Repeat all entries exactly.

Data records
====

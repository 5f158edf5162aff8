//! Versioned schema. Each step runs in one transaction together with its
//! `schema_version` row, so a failed upgrade leaves the previous version.

use odix_core::OdixError;
use rusqlite::{params, Connection};

/// `(version, description, sql)`, in ascending version order.
const STEPS: &[(u32, &str, &str)] = &[
    (
        1,
        "Entities, relationships and file records",
        include_str!("migrations/001_initial.sql"),
    ),
    (
        2,
        "Per-file entity definitions",
        include_str!("migrations/002_entity_definitions.sql"),
    ),
];

fn storage_err(e: rusqlite::Error) -> OdixError {
    OdixError::Storage(e.to_string())
}

/// Highest applied schema version, 0 for a new database.
pub(crate) fn schema_version(conn: &Connection) -> Result<u32, OdixError> {
    conn.query_row(
        "SELECT COALESCE(MAX(version), 0) FROM schema_version",
        [],
        |row| row.get(0),
    )
    .map_err(storage_err)
}

/// Bring the schema up to the latest version.
pub(crate) fn run_migrations(conn: &Connection) -> Result<(), OdixError> {
    upgrade_to(conn, u32::MAX)
}

fn upgrade_to(conn: &Connection, target: u32) -> Result<(), OdixError> {
    conn.execute_batch(
        "CREATE TABLE IF NOT EXISTS schema_version (
            version INTEGER PRIMARY KEY,
            description TEXT NOT NULL,
            applied_at INTEGER NOT NULL
        );",
    )
    .map_err(storage_err)?;

    let applied = schema_version(conn)?;
    for &(version, description, sql) in STEPS
        .iter()
        .filter(|(version, ..)| *version > applied && *version <= target)
    {
        tracing::info!("Upgrading index schema to v{version}: {description}");
        let tx = conn.unchecked_transaction().map_err(storage_err)?;
        tx.execute_batch(sql).map_err(|e| {
            OdixError::Storage(format!("schema v{version} ({description}): {e}"))
        })?;
        tx.execute(
            "INSERT INTO schema_version (version, description, applied_at) VALUES (?1, ?2, ?3)",
            params![version, description, chrono::Utc::now().timestamp()],
        )
        .map_err(storage_err)?;
        tx.commit().map_err(storage_err)?;
    }
    Ok(())
}
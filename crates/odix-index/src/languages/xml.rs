//! XML data file extraction using roxmltree.
//!
//! Handles `<record>` declarations of the well-known models (views, menus,
//! actions, reports, rules, access rights, crons) plus the shortcut tags
//! `<template>`, `<menuitem>`, `<act_window>` and `<report>`. Any other
//! record becomes an `xml_id` entity.

use crate::candidate::Candidate;
use crate::extractor::{Extraction, FileContext, SourceExtractor};
use crate::languages::{markup_entity, qualify, qualify_list};
use odix_core::{Entity, EntityKey, EntityKind, OdixError, RelationshipKind, TargetRef};
use roxmltree::{Document, Node, ParsingOptions};
use std::collections::HashMap;
use std::path::Path;

const ROOT_TAGS: &[&str] = &["odoo", "openerp", "data"];

const ACTION_MODELS: &[&str] = &[
    "ir.actions.act_window",
    "ir.actions.server",
    "ir.actions.client",
    "ir.actions.act_url",
];

pub struct XmlExtractor;

impl XmlExtractor {
    pub fn new() -> Self {
        Self
    }
}

impl Default for XmlExtractor {
    fn default() -> Self {
        Self::new()
    }
}

impl SourceExtractor for XmlExtractor {
    fn name(&self) -> &str {
        "xml"
    }

    fn handles(&self, path: &Path) -> bool {
        path.extension().and_then(|e| e.to_str()) == Some("xml")
    }

    fn extract(&self, ctx: &FileContext<'_>, source: &[u8]) -> Result<Extraction, OdixError> {
        let text = std::str::from_utf8(source)
            .map_err(|e| OdixError::parse(ctx.file_path, format!("not valid UTF-8: {e}")))?;
        let options = ParsingOptions {
            allow_dtd: true,
            ..ParsingOptions::default()
        };
        let doc = Document::parse_with_options(text, options)
            .map_err(|e| OdixError::parse(ctx.file_path, e.to_string()))?;

        let root = doc.root_element();
        if !ROOT_TAGS.contains(&root.tag_name().name()) {
            tracing::debug!(
                "Skipping {}: root element <{}> is not a data file",
                ctx.file_path,
                root.tag_name().name()
            );
            return Ok(Extraction::default());
        }

        let mut file = XmlFile {
            doc: &doc,
            ctx,
            out: Extraction::default(),
        };
        for node in root.descendants().filter(|n| n.is_element()) {
            if inside_declaration(node) {
                continue;
            }
            match node.tag_name().name() {
                "record" => file.record(node),
                "template" => file.template(node),
                "menuitem" => file.menuitem(node),
                "act_window" => file.act_window(node),
                "report" => file.report(node),
                _ => {}
            }
        }
        Ok(file.out)
    }
}

/// Elements nested in a record or template body (view archs, QWeb) are
/// content, not declarations.
fn inside_declaration(node: Node<'_, '_>) -> bool {
    node.ancestors()
        .skip(1)
        .any(|a| a.has_tag_name("record") || a.has_tag_name("template") || a.has_tag_name("field"))
}

struct XmlFile<'d, 'input, 'c> {
    doc: &'d Document<'input>,
    ctx: &'c FileContext<'c>,
    out: Extraction,
}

====

• **Result of the task**:
repository 5f158edf5162aff8
//! Versioned schema. Each step runs in one transaction together with its
//! `schema_version` row, so a failed upgrade leaves the previous version.

use odix_core::OdixError;
use rusqlite::{params, Connection};

/// `(version, description, sql)`, in ascending version order.
const STEPS: &[(u32, &str, &str)] = &[
    (
        1,
        "Entities, relationships and file records",
        include_str!("migrations/001_initial.sql"),
    ),
    (
        2,
        "Per-file entity definitions",
        include_str!("migrations/002_entity_definitions.sql"),
    ),
];

fn storage_err(e: rusqlite::Error) -> OdixError {
    OdixError::Storage(e.to_string())
}

/// Highest applied schema version, 0 for a new database.
pub(crate) fn schema_version(conn: &Connection) -> Result<u32, OdixError> {
    conn.query_row(
        "SELECT COALESCE(MAX(version), 0) FROM schema_version",
        [],
        |row| row.get(0),
    )
    .map_err(storage_err)
}

/// Bring the schema up to the latest version.
pub(crate) fn run_migrations(conn: &Connection) -> Result<(), OdixError> {
    upgrade_to(conn, u32::MAX)
}

fn upgrade_to(conn: &Connection, target: u32) -> Result<(), OdixError> {
    conn.execute_batch(
        "CREATE TABLE IF NOT EXISTS schema_version (
            version INTEGER PRIMARY KEY,
            description TEXT NOT NULL,
            applied_at INTEGER NOT NULL
        );",
    )
    .map_err(storage_err)?;

    let applied = schema_version(conn)?;
    for &(version, description, sql) in STEPS
        .iter()
        .filter(|(version, ..)| *version > applied && *version <= target)
    {
        tracing::info!("Upgrading index schema to v{version}: {description}");
        let tx = conn.unchecked_transaction().map_err(storage_err)?;
        tx.execute_batch(sql).map_err(|e| {
            OdixError::Storage(format!("schema v{version} ({description}): {e}"))
        })?;
        tx.execute(
            "INSERT INTO schema_version (version, description, applied_at) VALUES (?1, ?2, ?3)",
            params![version, description, chrono::Utc::now().timestamp()],
        )
        .map_err(storage_err)?;
        tx.commit().map_err(storage_err)?;
    }
    Ok(())
}
filename crates/odix-index/src/languages/xml.rs
//! XML data file extraction using roxmltree.
//!
//! Handles `<record>` declarations of the well-known models (views, menus,
//! actions, reports, rules, access rights, crons) plus the shortcut tags
//! `<template>`, `<menuitem>`, `<act_window>` and `<report>`. Any other
//! record becomes an `xml_id` entity.

use crate::candidate::Candidate;
use crate::extractor::{Extraction, FileContext, SourceExtractor};
use crate::languages::{markup_entity, qualify, qualify_list};
use odix_core::{Entity, EntityKey, EntityKind, OdixError, RelationshipKind, TargetRef};
use roxmltree::{Document, Node, ParsingOptions};
use std::collections::HashMap;
use std::path::Path;

const ROOT_TAGS: &[&str] = &["odoo", "openerp", "data"];

const ACTION_MODELS: &[&str] = &[
    "ir.actions.act_window",
    "ir.actions.server",
    "ir.actions.client",
    "ir.actions.act_url",
];

pub struct XmlExtractor;

impl XmlExtractor {
    pub fn new() -> Self {
        Self
    }
}

impl Default for XmlExtractor {
    fn default() -> Self {
        Self::new()
    }
}

impl SourceExtractor for XmlExtractor {
    fn name(&self) -> &str {
        "xml"
    }

    fn handles(&self, path: &Path) -> bool {
        path.extension().and_then(|e| e.to_str()) == Some("xml")
    }

    fn extract(&self, ctx: &FileContext<'_>, source: &[u8]) -> Result<Extraction, OdixError> {
        let text = std::str::from_utf8(source)
            .map_err(|e| OdixError::parse(ctx.file_path, format!("not valid UTF-8: {e}")))?;
        let options = ParsingOptions {
            allow_dtd: true,
            ..ParsingOptions::default()
        };
        let doc = Document::parse_with_options(text, options)
            .map_err(|e| OdixError::parse(ctx.file_path, e.to_string()))?;

        let root = doc.root_element();
        if !ROOT_TAGS.contains(&root.tag_name().name()) {
            tracing::debug!(
                "Skipping {}: root element <{}> is not a data file",
                ctx.file_path,
                root.tag_name().name()
            );
            return Ok(Extraction::default());
        }

        let mut file = XmlFile {
            doc: &doc,
            ctx,
            out: Extraction::default(),
        };
        for node in root.descendants().filter(|n| n.is_element()) {
            if inside_declaration(node) {
                continue;
            }
            match node.tag_name().name() {
                "record" => file.record(node),
                "template" => file.template(node),
                "menuitem" => file.menuitem(node),
                "act_window" => file.act_window(node),
                "report" => file.report(node),
                _ => {}
            }
        }
        Ok(file.out)
    }
}

/// Elements nested in a record or template body (view archs, QWeb) are
/// content, not declarations.
fn inside_declaration(node: Node<'_, '_>) -> bool {
    node.ancestors()
        .skip(1)
        .any(|a| a.has_tag_name("record") || a.has_tag_name("template") || a.has_tag_name("field"))
}

struct XmlFile<'d, 'input, 'c> {
    doc: &'d Document<'input>,
    ctx: &'c FileContext<'c>,
    out: Extraction,
}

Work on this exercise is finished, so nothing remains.